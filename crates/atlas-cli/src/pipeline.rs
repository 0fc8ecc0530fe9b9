//! Pipeline stages.
//!
//! 1. **Pricing**: clean the plan price export
//! 2. **Indicators**: reshape, merge and normalize the indicator exports
//! 3. **Align**: rewrite economic country names into the pricing convention
//!
//! Each stage builds its frame in memory, then writes it unless the run is a
//! dry run. [`run_all`] hands frames from one stage to the next directly, so
//! a dry run needs no files from earlier stages.

use std::time::Instant;

use anyhow::{Context, Result};
use polars::prelude::DataFrame;
use tracing::{info, info_span};

use atlas_ingest::{
    load_country_metadata, load_indicator_export, load_pricing_export, read_csv_frame,
};
use atlas_model::columns::pricing::COUNTRY;
use atlas_model::{economic_names, indicator_columns, pricing_names};
use atlas_output::write_csv;
use atlas_transform::{
    AlignStats, CoverageReport, CrossDatasetAligner, IndicatorFrame, NormalizeOptions,
    NormalizeStats, PricingOutcome, attach_metadata, clean_pricing, join_coverage,
    merge_indicators, normalize_records, reshape_indicator,
};

use crate::config::PipelineConfig;
use crate::types::{RunSummary, Stage, StageSummary};

// ============================================================================
// Stage 1: Pricing
// ============================================================================

/// Loads and cleans the pricing export.
pub fn build_pricing(config: &PipelineConfig) -> Result<PricingOutcome> {
    let path = config.input_path(&config.inputs.pricing);
    let raw = load_pricing_export(&path).context("load pricing export")?;
    let outcome = clean_pricing(&raw, &pricing_names())
        .with_context(|| format!("clean {}", path.display()))?;
    Ok(outcome)
}

pub fn run_pricing(config: &PipelineConfig, summary: &mut RunSummary) -> Result<DataFrame> {
    let span = info_span!("pricing");
    let _guard = span.enter();
    let start = Instant::now();

    let outcome = build_pricing(config)?;
    let path = config.output_path(&config.outputs.pricing);
    if !summary.dry_run {
        write_csv(&outcome.frame, &path)?;
    }
    info!(
        rows = outcome.frame.height(),
        snapshot_date = ?outcome.snapshot_date,
        filled_prices = outcome.filled_prices,
        duration_ms = start.elapsed().as_millis(),
        "pricing complete"
    );

    summary.snapshot_date = outcome.snapshot_date;
    summary.stages.push(StageSummary {
        stage: Stage::Pricing,
        rows: outcome.frame.height(),
        path,
        written: !summary.dry_run,
    });
    Ok(outcome.frame)
}

// ============================================================================
// Stage 2: Indicators
// ============================================================================

/// Reshapes every configured indicator, merges them with country metadata
/// and normalizes the result.
pub fn build_indicators(config: &PipelineConfig) -> Result<(DataFrame, NormalizeStats)> {
    let mut frames = Vec::with_capacity(config.indicators.len());
    for spec in &config.indicators {
        let path = config.input_path(&spec.file);
        let wide = load_indicator_export(&path, config.preamble_lines)
            .context("load indicator export")?;
        let long = reshape_indicator(&wide, &spec.column)
            .with_context(|| format!("reshape {}", path.display()))?;
        frames.push(IndicatorFrame::new(spec.column.clone(), long));
    }
    let merged = merge_indicators(&frames).context("merge indicators")?;

    let metadata_path = config.input_path(&config.inputs.metadata);
    let metadata = load_country_metadata(&metadata_path).context("load country metadata")?;
    let merged = attach_metadata(merged, &metadata).context("attach country metadata")?;

    let options = NormalizeOptions {
        cutoff_year: config.cutoff_year,
        indicator_columns: indicator_columns(&config.indicators),
    };
    let normalized =
        normalize_records(merged, &economic_names(), &options).context("normalize records")?;
    Ok(normalized)
}

pub fn run_indicators(config: &PipelineConfig, summary: &mut RunSummary) -> Result<DataFrame> {
    let span = info_span!("indicators", cutoff_year = config.cutoff_year);
    let _guard = span.enter();
    let start = Instant::now();

    let (frame, stats) = build_indicators(config)?;
    let path = config.output_path(&config.outputs.indicators);
    if !summary.dry_run {
        write_csv(&frame, &path)?;
    }
    info!(
        rows = frame.height(),
        renamed = stats.renamed,
        duration_ms = start.elapsed().as_millis(),
        "indicators complete"
    );

    summary.normalize = Some(stats);
    summary.stages.push(StageSummary {
        stage: Stage::Indicators,
        rows: frame.height(),
        path,
        written: !summary.dry_run,
    });
    Ok(frame)
}

// ============================================================================
// Stage 3: Align
// ============================================================================

/// Aligned economic frame, rewrite counts and, when pricing data was
/// available, name coverage against it.
#[derive(Debug)]
pub struct AlignResult {
    pub frame: DataFrame,
    pub stats: AlignStats,
    pub coverage: Option<CoverageReport>,
}

pub fn build_alignment(
    config: &PipelineConfig,
    mut economic: DataFrame,
    pricing: Option<&DataFrame>,
) -> Result<AlignResult> {
    let aligner = CrossDatasetAligner::builtin();
    let stats = aligner
        .align_column(&mut economic, &config.align_column)
        .context("align country names")?;
    let coverage = match pricing {
        Some(pricing) => Some(
            join_coverage(&economic, &config.align_column, pricing, COUNTRY)
                .context("compare country names")?,
        ),
        None => None,
    };
    Ok(AlignResult {
        frame: economic,
        stats,
        coverage,
    })
}

/// Runs the align stage. Frames not handed in are read back from the
/// outputs of earlier runs; a missing pricing output only skips the
/// coverage report.
pub fn run_align(
    config: &PipelineConfig,
    economic: Option<DataFrame>,
    pricing: Option<DataFrame>,
    summary: &mut RunSummary,
) -> Result<()> {
    let span = info_span!("align", column = %config.align_column);
    let _guard = span.enter();
    let start = Instant::now();

    let economic = match economic {
        Some(frame) => frame,
        None => {
            let path = config.output_path(&config.outputs.indicators);
            read_csv_frame(&path, 0).context("load cleaned indicators")?
        }
    };
    let pricing = match pricing {
        Some(frame) => Some(frame),
        None => {
            let path = config.output_path(&config.outputs.pricing);
            if path.is_file() {
                Some(read_csv_frame(&path, 0).context("load cleaned pricing")?)
            } else {
                tracing::warn!(
                    path = %path.display(),
                    "cleaned pricing table not found, skipping coverage"
                );
                None
            }
        }
    };

    let result = build_alignment(config, economic, pricing.as_ref())?;
    let path = config.output_path(&config.outputs.aligned);
    if !summary.dry_run {
        write_csv(&result.frame, &path)?;
    }
    info!(
        rows = result.frame.height(),
        exact = result.stats.exact,
        fallback = result.stats.fallback,
        duration_ms = start.elapsed().as_millis(),
        "align complete"
    );

    summary.stages.push(StageSummary {
        stage: Stage::Align,
        rows: result.frame.height(),
        path,
        written: !summary.dry_run,
    });
    summary.align = Some(result.stats);
    summary.coverage = result.coverage;
    Ok(())
}

/// Pricing, indicators and align in sequence.
pub fn run_all(config: &PipelineConfig, dry_run: bool) -> Result<RunSummary> {
    let mut summary = RunSummary::new(dry_run);
    let pricing = run_pricing(config, &mut summary)?;
    let economic = run_indicators(config, &mut summary)?;
    run_align(config, Some(economic), Some(pricing), &mut summary)?;
    Ok(summary)
}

# # # # #

## Work required
Everything in the listing needs to appear again exactly.

## Response to this exercise
filename crates/atlas-cli/src/pipeline.rs
repository 0fc8ecc0530fe9b9
//! Pipeline stages.
//!
//! 1. **Pricing**: clean the plan price export
//! 2. **Indicators**: reshape, merge and normalize the indicator exports
//! 3. **Align**: rewrite economic country names into the pricing convention
//!
//! Each stage builds its frame in memory, then writes it unless the run is a
//! dry run. [`run_all`] hands frames from one stage to the next directly, so
//! a dry run needs no files from earlier stages.

use std::time::Instant;

use anyhow::{Context, Result};
use polars::prelude::DataFrame;
use tracing::{info, info_span};

use atlas_ingest::{
    load_country_metadata, load_indicator_export, load_pricing_export, read_csv_frame,
};
use atlas_model::columns::pricing::COUNTRY;
use atlas_model::{economic_names, indicator_columns, pricing_names};
use atlas_output::write_csv;
use atlas_transform::{
    AlignStats, CoverageReport, CrossDatasetAligner, IndicatorFrame, NormalizeOptions,
    NormalizeStats, PricingOutcome, attach_metadata, clean_pricing, join_coverage,
    merge_indicators, normalize_records, reshape_indicator,
};

use crate::config::PipelineConfig;
use crate::types::{RunSummary, Stage, StageSummary};

// ============================================================================
// Stage 1: Pricing
// ============================================================================

/// Loads and cleans the pricing export.
pub fn build_pricing(config: &PipelineConfig) -> Result<PricingOutcome> {
    let path = config.input_path(&config.inputs.pricing);
    let raw = load_pricing_export(&path).context("load pricing export")?;
    let outcome = clean_pricing(&raw, &pricing_names())
        .with_context(|| format!("clean {}", path.display()))?;
    Ok(outcome)
}

pub fn run_pricing(config: &PipelineConfig, summary: &mut RunSummary) -> Result<DataFrame> {
    let span = info_span!("pricing");
    let _guard = span.enter();
    let start = Instant::now();

    let outcome = build_pricing(config)?;
    let path = config.output_path(&config.outputs.pricing);
    if !summary.dry_run {
        write_csv(&outcome.frame, &path)?;
    }
    info!(
        rows = outcome.frame.height(),
        snapshot_date = ?outcome.snapshot_date,
        filled_prices = outcome.filled_prices,
        duration_ms = start.elapsed().as_millis(),
        "pricing complete"
    );

    summary.snapshot_date = outcome.snapshot_date;
    summary.stages.push(StageSummary {
        stage: Stage::Pricing,
        rows: outcome.frame.height(),
        path,
        written: !summary.dry_run,
    });
    Ok(outcome.frame)
}

// ============================================================================
// Stage 2: Indicators
// ============================================================================

/// Reshapes every configured indicator, merges them with country metadata
/// and normalizes the result.
pub fn build_indicators(config: &PipelineConfig) -> Result<(DataFrame, NormalizeStats)> {
    let mut frames = Vec::with_capacity(config.indicators.len());
    for spec in &config.indicators {
        let path = config.input_path(&spec.file);
        let wide = load_indicator_export(&path, config.preamble_lines)
            .context("load indicator export")?;
        let long = reshape_indicator(&wide, &spec.column)
            .with_context(|| format!("reshape {}", path.display()))?;
        frames.push(IndicatorFrame::new(spec.column.clone(), long));
    }
    let merged = merge_indicators(&frames).context("merge indicators")?;

    let metadata_path = config.input_path(&config.inputs.metadata);
    let metadata = load_country_metadata(&metadata_path).context("load country metadata")?;
    let merged = attach_metadata(merged, &metadata).context("attach country metadata")?;

    let options = NormalizeOptions {
        cutoff_year: config.cutoff_year,
        indicator_columns: indicator_columns(&config.indicators),
    };
    let normalized =
        normalize_records(merged, &economic_names(), &options).context("normalize records")?;
    Ok(normalized)
}

pub fn run_indicators(config: &PipelineConfig, summary: &mut RunSummary) -> Result<DataFrame> {
    let span = info_span!("indicators", cutoff_year = config.cutoff_year);
    let _guard = span.enter();
    let start = Instant::now();

    let (frame, stats) = build_indicators(config)?;
    let path = config.output_path(&config.outputs.indicators);
    if !summary.dry_run {
        write_csv(&frame, &path)?;
    }
    info!(
        rows = frame.height(),
        renamed = stats.renamed,
        duration_ms = start.elapsed().as_millis(),
        "indicators complete"
    );

    summary.normalize = Some(stats);
    summary.stages.push(StageSummary {
        stage: Stage::Indicators,
        rows: frame.height(),
        path,
        written: !summary.dry_run,
    });
    Ok(frame)
}

// ============================================================================
// Stage 3: Align
// ============================================================================

/// Aligned economic frame, rewrite counts and, when pricing data was
/// available, name coverage against it.
#[derive(Debug)]
pub struct AlignResult {
    pub frame: DataFrame,
    pub stats: AlignStats,
    pub coverage: Option<CoverageReport>,
}

pub fn build_alignment(
    config: &PipelineConfig,
    mut economic: DataFrame,
    pricing: Option<&DataFrame>,
) -> Result<AlignResult> {
    let aligner = CrossDatasetAligner::builtin();
    let stats = aligner
        .align_column(&mut economic, &config.align_column)
        .context("align country names")?;
    let coverage = match pricing {
        Some(pricing) => Some(
            join_coverage(&economic, &config.align_column, pricing, COUNTRY)
                .context("compare country names")?,
        ),
        None => None,
    };
    Ok(AlignResult {
        frame: economic,
        stats,
        coverage,
    })
}

/// Runs the align stage. Frames not handed in are read back from the
/// outputs of earlier runs; a missing pricing output only skips the
/// coverage report.
pub fn run_align(
    config: &PipelineConfig,
    economic: Option<DataFrame>,
    pricing: Option<DataFrame>,
    summary: &mut RunSummary,
) -> Result<()> {
    let span = info_span!("align", column = %config.align_column);
    let _guard = span.enter();
    let start = Instant::now();

    let economic = match economic {
        Some(frame) => frame,
        None => {
            let path = config.output_path(&config.outputs.indicators);
            read_csv_frame(&path, 0).context("load cleaned indicators")?
        }
    };
    let pricing = match pricing {
        Some(frame) => Some(frame),
        None => {
            let path = config.output_path(&config.outputs.pricing);
            if path.is_file() {
                Some(read_csv_frame(&path, 0).context("load cleaned pricing")?)
            } else {
                tracing::warn!(
                    path = %path.display(),
                    "cleaned pricing table not found, skipping coverage"
                );
                None
            }
        }
    };

    let result = build_alignment(config, economic, pricing.as_ref())?;
    let path = config.output_path(&config.outputs.aligned);
    if !summary.dry_run {
        write_csv(&result.frame, &path)?;
    }
    info!(
        rows = result.frame.height(),
        exact = result.stats.exact,
        fallback = result.stats.fallback,
        duration_ms = start.elapsed().as_millis(),
        "align complete"
    );

    summary.stages.push(StageSummary {
        stage: Stage::Align,
        rows: result.frame.height(),
        path,
        written: !summary.dry_run,
    });
    summary.align = Some(result.stats);
    summary.coverage = result.coverage;
    Ok(())
}

/// Pricing, indicators and align in sequence.
pub fn run_all(config: &PipelineConfig, dry_run: bool) -> Result<RunSummary> {
    let mut summary = RunSummary::new(dry_run);
    let pricing = run_pricing(config, &mut summary)?;
    let economic = run_indicators(config, &mut summary)?;
    run_align(config, Some(economic), Some(pricing), &mut summary)?;
    Ok(summary)
}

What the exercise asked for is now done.